Activity: Among the entries below, copy every line that carries the word "join".

─── Extracted information ───

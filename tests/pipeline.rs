//! End-to-end capture-pipeline tests: amplify, serialize, read back.
//!
//! No audio device is involved; the frame buffers are synthesized the same
//! shape the recorder produces (whole 1024-sample chunks).

use transcrire::capture::{self, CaptureConfig};
use transcrire::wav;

fn synth_frames(chunks: usize, chunk_size: usize, value: i16) -> Vec<Vec<i16>> {
    vec![vec![value; chunk_size]; chunks]
}

#[test]
fn one_second_at_16khz_records_fifteen_chunks() {
    let config = CaptureConfig::default();
    let dir = tempfile::tempdir().unwrap();
    let path = dir.path().join("one_second.wav");

    let n = capture::chunk_count(&config, 1.0);
    assert_eq!(n, 15);

    let mut frames = synth_frames(n, config.chunk_size, 10000);
    capture::amplify(&mut frames, config.gain);
    wav::write_frames(&path, &config, &frames).unwrap();

    let info = wav::probe(&path).unwrap();
    assert_eq!(info.channels, 1);
    assert_eq!(info.bits_per_sample, 16);
    assert_eq!(info.sample_rate, 16000);
    assert_eq!(info.frames, 15 * 1024);
    // quantized below the requested second
    assert!(info.duration_secs() > 0.95 && info.duration_secs() < 1.0);
}

#[test]
fn amplified_payload_survives_serialization() {
    let config = CaptureConfig::default();
    let dir = tempfile::tempdir().unwrap();
    let path = dir.path().join("payload.wav");

    // One loud chunk (clips both ways) and one quiet chunk (exact scaling).
    let mut frames = vec![vec![10000i16; 1024], vec![100i16; 1024]];
    frames[0][0] = -10000;
    capture::amplify(&mut frames, 4.0);
    wav::write_frames(&path, &config, &frames).unwrap();

    let (rate, samples) = wav::read_mono_samples(&path).unwrap();
    assert_eq!(rate, config.sample_rate);
    assert_eq!(samples.len(), 2 * 1024);
    assert_eq!(samples[0], -32768);
    assert_eq!(samples[1], 32767);
    assert!(samples[1024..].iter().all(|&s| s == 400));
}

#[test]
fn sub_chunk_duration_writes_a_valid_empty_file() {
    let config = CaptureConfig::default();
    let dir = tempfile::tempdir().unwrap();
    let path = dir.path().join("empty.wav");

    // 10 ms at 16 kHz is less than one 1024-sample chunk.
    let n = capture::chunk_count(&config, 0.01);
    assert_eq!(n, 0);

    wav::write_frames(&path, &config, &synth_frames(n, config.chunk_size, 0)).unwrap();

    let info = wav::probe(&path).unwrap();
    assert_eq!(info.frames, 0);
    assert_eq!(info.sample_rate, 16000);
}

#[test]
fn frame_count_matches_the_quantized_duration_for_various_rates() {
    for (rate, duration, expected_chunks) in [
        (16000u32, 1.0f64, 15usize),
        (16000, 5.0, 78),
        (44100, 1.0, 43),
        (8000, 2.0, 15),
    ] {
        let config = CaptureConfig {
            sample_rate: rate,
            ..CaptureConfig::default()
        };
        let n = capture::chunk_count(&config, duration);
        assert_eq!(n, expected_chunks, "rate={} duration={}", rate, duration);

        let dir = tempfile::tempdir().unwrap();
        let path = dir.path().join("quantized.wav");
        wav::write_frames(&path, &config, &synth_frames(n, config.chunk_size, 1)).unwrap();

        let info = wav::probe(&path).unwrap();
        assert_eq!(info.frames as usize, n * config.chunk_size);
        assert_eq!(info.sample_rate, rate);
    }
}
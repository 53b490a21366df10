//! WAV serialization and probing, built on hound.

use std::path::Path;

use hound::{SampleFormat, WavReader, WavSpec, WavWriter};

use crate::{CaptureConfig, Error, Result};

/// Properties reported by a read-back of a written WAV file.
#[derive(Debug, Clone, Copy, PartialEq)]
pub struct WavInfo {
    pub channels: u16,
    pub bits_per_sample: u16,
    pub sample_rate: u32,
    /// Inter-channel frame count (samples per channel).
    pub frames: u32,
}

impl WavInfo {
    pub fn duration_secs(&self) -> f64 {
        self.frames as f64 / self.sample_rate as f64
    }
}

/// Serialize a frame buffer as a 16-bit PCM WAV file.
///
/// Chunks are written back to back in capture order, so the payload is the
/// plain concatenation of the buffer. An empty buffer produces a valid
/// header-only file.
pub fn write_frames<P: AsRef<Path>>(
    path: P,
    config: &CaptureConfig,
    frames: &[Vec<i16>],
) -> Result<()> {
    let path = path.as_ref();
    let spec = WavSpec {
        channels: config.channels,
        sample_rate: config.sample_rate,
        bits_per_sample: 16,
        sample_format: SampleFormat::Int,
    };

    let mut writer = WavWriter::create(path, spec)
        .map_err(|e| Error::Wav(format!("failed to create {}: {}", path.display(), e)))?;
    for frame in frames {
        for &sample in frame {
            writer
                .write_sample(sample)
                .map_err(|e| Error::Wav(format!("failed to write {}: {}", path.display(), e)))?;
        }
    }
    writer
        .finalize()
        .map_err(|e| Error::Wav(format!("failed to finalize {}: {}", path.display(), e)))
}

/// Open a WAV file read-only and report its format.
pub fn probe<P: AsRef<Path>>(path: P) -> Result<WavInfo> {
    let path = path.as_ref();
    let reader = WavReader::open(path)
        .map_err(|e| Error::Wav(format!("failed to open {}: {}", path.display(), e)))?;
    let spec = reader.spec();
    Ok(WavInfo {
        channels: spec.channels,
        bits_per_sample: spec.bits_per_sample,
        sample_rate: spec.sample_rate,
        frames: reader.duration(),
    })
}

/// Read a 16-bit PCM WAV payload as mono samples.
///
/// Multi-channel files are downmixed by averaging each frame across channels.
/// Returns the file's sample rate alongside the samples.
pub fn read_mono_samples<P: AsRef<Path>>(path: P) -> Result<(u32, Vec<i16>)> {
    let path = path.as_ref();
    let mut reader = WavReader::open(path)
        .map_err(|e| Error::Wav(format!("failed to open {}: {}", path.display(), e)))?;
    let spec = reader.spec();
    if spec.sample_format != SampleFormat::Int || spec.bits_per_sample != 16 {
        return Err(Error::Wav(format!(
            "{}: expected 16-bit PCM, got {}-bit {:?}",
            path.display(),
            spec.bits_per_sample,
            spec.sample_format
        )));
    }

    let samples: Vec<i16> = reader
        .samples::<i16>()
        .collect::<std::result::Result<_, _>>()
        .map_err(|e| Error::Wav(format!("failed to read {}: {}", path.display(), e)))?;

    if spec.channels <= 1 {
        return Ok((spec.sample_rate, samples));
    }

    let channels = spec.channels as usize;
    let mono = samples
        .chunks_exact(channels)
        .map(|frame| (frame.iter().map(|&s| s as i32).sum::<i32>() / channels as i32) as i16)
        .collect();
    Ok((spec.sample_rate, mono))
}

#[cfg(test)]
mod tests {
    use super::*;
    use crate::capture;

    fn test_config() -> CaptureConfig {
        CaptureConfig::default()
    }

    #[test]
    fn written_file_reports_the_spec_it_was_given() {
        let dir = tempfile::tempdir().unwrap();
        let path = dir.path().join("out.wav");

        let frames = vec![vec![0i16; 1024]; 15];
        write_frames(&path, &test_config(), &frames).unwrap();

        let info = probe(&path).unwrap();
        assert_eq!(info.channels, 1);
        assert_eq!(info.bits_per_sample, 16);
        assert_eq!(info.sample_rate, 16000);
        assert_eq!(info.frames, 15 * 1024);
    }

    #[test]
    fn quantized_duration_round_trips() {
        let dir = tempfile::tempdir().unwrap();
        let path = dir.path().join("out.wav");
        let config = test_config();

        // One requested second at 16 kHz floors to 15 chunks (~0.96 s).
        let n = capture::chunk_count(&config, 1.0);
        assert_eq!(n, 15);
        let frames = vec![vec![0i16; config.chunk_size]; n];
        write_frames(&path, &config, &frames).unwrap();

        let info = probe(&path).unwrap();
        assert_eq!(info.frames, (n * config.chunk_size) as u32);
        let duration = info.duration_secs();
        assert!(duration < 1.0);
        assert!((duration - 15360.0 / 16000.0).abs() < 1e-9);
    }

    #[test]
    fn zero_chunks_make_a_header_only_file() {
        let dir = tempfile::tempdir().unwrap();
        let path = dir.path().join("empty.wav");

        write_frames(&path, &test_config(), &[]).unwrap();

        let info = probe(&path).unwrap();
        assert_eq!(info.frames, 0);
        assert_eq!(info.duration_secs(), 0.0);
    }

    #[test]
    fn payload_round_trips_in_order() {
        let dir = tempfile::tempdir().unwrap();
        let path = dir.path().join("payload.wav");

        let frames = vec![vec![1i16, -2, 3], vec![-32768i16, 32767, 0]];
        write_frames(&path, &test_config(), &frames).unwrap();

        let (rate, samples) = read_mono_samples(&path).unwrap();
        assert_eq!(rate, 16000);
        assert_eq!(samples, vec![1, -2, 3, -32768, 32767, 0]);
    }

    #[test]
    fn stereo_payload_downmixes_to_mono() {
        let dir = tempfile::tempdir().unwrap();
        let path = dir.path().join("stereo.wav");

        let spec = WavSpec {
            channels: 2,
            sample_rate: 16000,
            bits_per_sample: 16,
            sample_format: SampleFormat::Int,
        };
        let mut writer = WavWriter::create(&path, spec).unwrap();
        for sample in [100i16, 300, -50, -150] {
            writer.write_sample(sample).unwrap();
        }
        writer.finalize().unwrap();

        let (_, samples) = read_mono_samples(&path).unwrap();
        assert_eq!(samples, vec![200, -100]);
    }
}
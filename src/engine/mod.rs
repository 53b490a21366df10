//! Speech engines: interchangeable local transcription backends.
//!
//! - Whisper: segment-level text via `whisper-rs`
//! - Vosk: word-level timings and confidences via `vosk`

pub mod vosk;
pub mod whisper;

use std::path::Path;

use crate::{Error, Result};

pub use vosk::VoskEngine;
pub use whisper::WhisperEngine;

/// One recognized word with its position in the audio.
#[derive(Debug, Clone, PartialEq)]
pub struct WordTiming {
    pub word: String,
    /// Start offset in seconds.
    pub start: f32,
    /// End offset in seconds.
    pub end: f32,
    /// Recognizer confidence in [0, 1].
    pub conf: f32,
}

/// Transcription result: full text, plus per-word detail when the backend
/// provides it (Vosk does, Whisper reports segments only).
#[derive(Debug, Clone, Default)]
pub struct Transcript {
    pub text: String,
    pub words: Vec<WordTiming>,
}

/// Trait for transcription backends.
pub trait SpeechEngine {
    /// Backend name for diagnostics.
    fn name(&self) -> &str;

    /// Transcribe a mono 16-bit PCM WAV file with a French language hint.
    fn transcribe_file(&mut self, path: &Path) -> Result<Transcript>;
}

/// Create an engine by backend name.
pub fn create_engine(
    backend: &str,
    whisper_size: &str,
    vosk_model_dir: &Path,
) -> Result<Box<dyn SpeechEngine>> {
    match backend {
        "whisper" => Ok(Box::new(WhisperEngine::new(whisper_size)?)),
        "vosk" => Ok(Box::new(VoskEngine::new(vosk_model_dir)?)),
        other => Err(Error::Engine(format!(
            "unknown engine '{}' (available: whisper, vosk)",
            other
        ))),
    }
}

#[cfg(test)]
mod tests {
    use super::*;

    #[test]
    fn unknown_backend_is_rejected() {
        let err = create_engine("openai", "base", Path::new("model")).err().unwrap();
        assert!(err.to_string().contains("unknown engine"));
    }

    #[test]
    fn transcript_defaults_to_empty() {
        let t = Transcript::default();
        assert!(t.text.is_empty());
        assert!(t.words.is_empty());
    }
}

───

Solution to this problem:
    let path = dir.path().join("one_second.wav");
    let path = dir.path().join("payload.wav");
    let path = dir.path().join("empty.wav");
        let path = dir.path().join("quantized.wav");
        let path = dir.path().join("out.wav");
        let path = dir.path().join("out.wav");
        let path = dir.path().join("empty.wav");
        let path = dir.path().join("payload.wav");
        let path = dir.path().join("stereo.wav");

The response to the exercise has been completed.